_Stored data_
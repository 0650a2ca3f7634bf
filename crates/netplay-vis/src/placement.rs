//! Turning palette drops into new nodes.

use netplay_topology::{CoordinateAdapter, DeviceType, IdentifierAllocator, NodeDescriptor, PagePosition};
use serde::{Deserialize, Serialize};
use tracing::{debug, info, warn};

use crate::context::PlaybackContext;
use crate::playback::PlaybackState;

/// What a drop did.
#[derive(Debug, Clone, PartialEq, Eq, Serialize, Deserialize)]
#[serde(tag = "outcome", rename_all = "snake_case")]
pub enum DropOutcome {
    /// A node was added. `discarded` is the state the view left, if the
    /// drop threw away a pending or computed run.
    Added {
        id: String,
        discarded: Option<PlaybackState>,
    },
    /// Edits are refused while packets are playing
    RejectedWhilePlaying,
    /// The dragged element is not a device
    UnknownDevice { device: String },
    /// No id of this kind is left to hand out
    IdsExhausted { device: String },
}

/// Handles drops on the canvas.
#[derive(Debug, Clone)]
pub struct DropController {
    ids: IdentifierAllocator,
    coords: CoordinateAdapter,
}

impl DropController {
    pub fn new(ids: IdentifierAllocator, coords: CoordinateAdapter) -> Self {
        Self { ids, coords }
    }

    pub fn coords(&self) -> &CoordinateAdapter {
        &self.coords
    }

    /// Make later drops skip past ids that entered the topology some other
    /// way, such as a replaced node list.
    pub fn observe_ids<'a>(&mut self, ids: impl IntoIterator<Item = &'a str>) {
        for id in ids {
            self.ids.observe(id);
        }
    }

    /// Drop a `device` at `page` on the canvas.
    ///
    /// On success the node is appended, the full node list is posted and the
    /// topology is redrawn, in that order. A failed post is logged; the node
    /// stays and the redraw still happens.
    pub fn on_drop(
        &mut self,
        ctx: &mut PlaybackContext,
        device: &str,
        page: PagePosition,
    ) -> DropOutcome {
        if !ctx.machine.state().accepts_edits() {
            debug!(device, "drop refused while playing");
            return DropOutcome::RejectedWhilePlaying;
        }

        let Ok(kind) = device.parse::<DeviceType>() else {
            debug!(device, "ignoring drop of unknown element");
            return DropOutcome::UnknownDevice {
                device: device.to_string(),
            };
        };

        // Editing the topology invalidates any pending or computed run.
        let discarded = match ctx.machine.state() {
            PlaybackState::Idle => None,
            _ => Some(ctx.discard_run()),
        };

        let position = self.coords.translate(page);
        let id = loop {
            let id = match self.ids.next_id(kind) {
                Ok(id) => id,
                Err(e) => {
                    warn!(device, "cannot place device: {}", e);
                    return DropOutcome::IdsExhausted {
                        device: device.to_string(),
                    };
                }
            };
            match ctx
                .topology
                .try_push_node(NodeDescriptor::new(id.clone(), kind, position))
            {
                Ok(()) => break id,
                Err(_) => debug!(node = %id, "id already in the topology, skipping"),
            }
        };
        info!(node = %id, kind = %kind, x = position.x, y = position.y, "node added");

        if let Err(e) = ctx
            .collaborators
            .persistence
            .post_nodes(ctx.machine.network(), ctx.topology.nodes())
        {
            warn!(node = %id, "failed to persist nodes: {}", e);
        }
        ctx.collaborators
            .renderer
            .draw_live(ctx.topology.nodes(), ctx.topology.edges());

        DropOutcome::Added { id, discarded }
    }
}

_WORK ITEM_
Copy each entry exactly, with nothing added or dropped.

_EXERCISE SOLUTION_
repository 0650a2ca3f7634bf
filename crates/netplay-vis/src/placement.rs
//! Turning palette drops into new nodes.

use netplay_topology::{CoordinateAdapter, DeviceType, IdentifierAllocator, NodeDescriptor, PagePosition};
use serde::{Deserialize, Serialize};
use tracing::{debug, info, warn};

use crate::context::PlaybackContext;
use crate::playback::PlaybackState;

/// What a drop did.
#[derive(Debug, Clone, PartialEq, Eq, Serialize, Deserialize)]
#[serde(tag = "outcome", rename_all = "snake_case")]
pub enum DropOutcome {
    /// A node was added. `discarded` is the state the view left, if the
    /// drop threw away a pending or computed run.
    Added {
        id: String,
        discarded: Option<PlaybackState>,
    },
    /// Edits are refused while packets are playing
    RejectedWhilePlaying,
    /// The dragged element is not a device
    UnknownDevice { device: String },
    /// No id of this kind is left to hand out
    IdsExhausted { device: String },
}

/// Handles drops on the canvas.
#[derive(Debug, Clone)]
pub struct DropController {
    ids: IdentifierAllocator,
    coords: CoordinateAdapter,
}

impl DropController {
    pub fn new(ids: IdentifierAllocator, coords: CoordinateAdapter) -> Self {
        Self { ids, coords }
    }

    pub fn coords(&self) -> &CoordinateAdapter {
        &self.coords
    }

    /// Make later drops skip past ids that entered the topology some other
    /// way, such as a replaced node list.
    pub fn observe_ids<'a>(&mut self, ids: impl IntoIterator<Item = &'a str>) {
        for id in ids {
            self.ids.observe(id);
        }
    }

    /// Drop a `device` at `page` on the canvas.
    ///
    /// On success the node is appended, the full node list is posted and the
    /// topology is redrawn, in that order. A failed post is logged; the node
    /// stays and the redraw still happens.
    pub fn on_drop(
        &mut self,
        ctx: &mut PlaybackContext,
        device: &str,
        page: PagePosition,
    ) -> DropOutcome {
        if !ctx.machine.state().accepts_edits() {
            debug!(device, "drop refused while playing");
            return DropOutcome::RejectedWhilePlaying;
        }

        let Ok(kind) = device.parse::<DeviceType>() else {
            debug!(device, "ignoring drop of unknown element");
            return DropOutcome::UnknownDevice {
                device: device.to_string(),
            };
        };

        // Editing the topology invalidates any pending or computed run.
        let discarded = match ctx.machine.state() {
            PlaybackState::Idle => None,
            _ => Some(ctx.discard_run()),
        };

        let position = self.coords.translate(page);
        let id = loop {
            let id = match self.ids.next_id(kind) {
                Ok(id) => id,
                Err(e) => {
                    warn!(device, "cannot place device: {}", e);
                    return DropOutcome::IdsExhausted {
                        device: device.to_string(),
                    };
                }
            };
            match ctx
                .topology
                .try_push_node(NodeDescriptor::new(id.clone(), kind, position))
            {
                Ok(()) => break id,
                Err(_) => debug!(node = %id, "id already in the topology, skipping"),
            }
        };
        info!(node = %id, kind = %kind, x = position.x, y = position.y, "node added");

        if let Err(e) = ctx
            .collaborators
            .persistence
            .post_nodes(ctx.machine.network(), ctx.topology.nodes())
        {
            warn!(node = %id, "failed to persist nodes: {}", e);
        }
        ctx.collaborators
            .renderer
            .draw_live(ctx.topology.nodes(), ctx.topology.edges());

        DropOutcome::Added { id, discarded }
    }
}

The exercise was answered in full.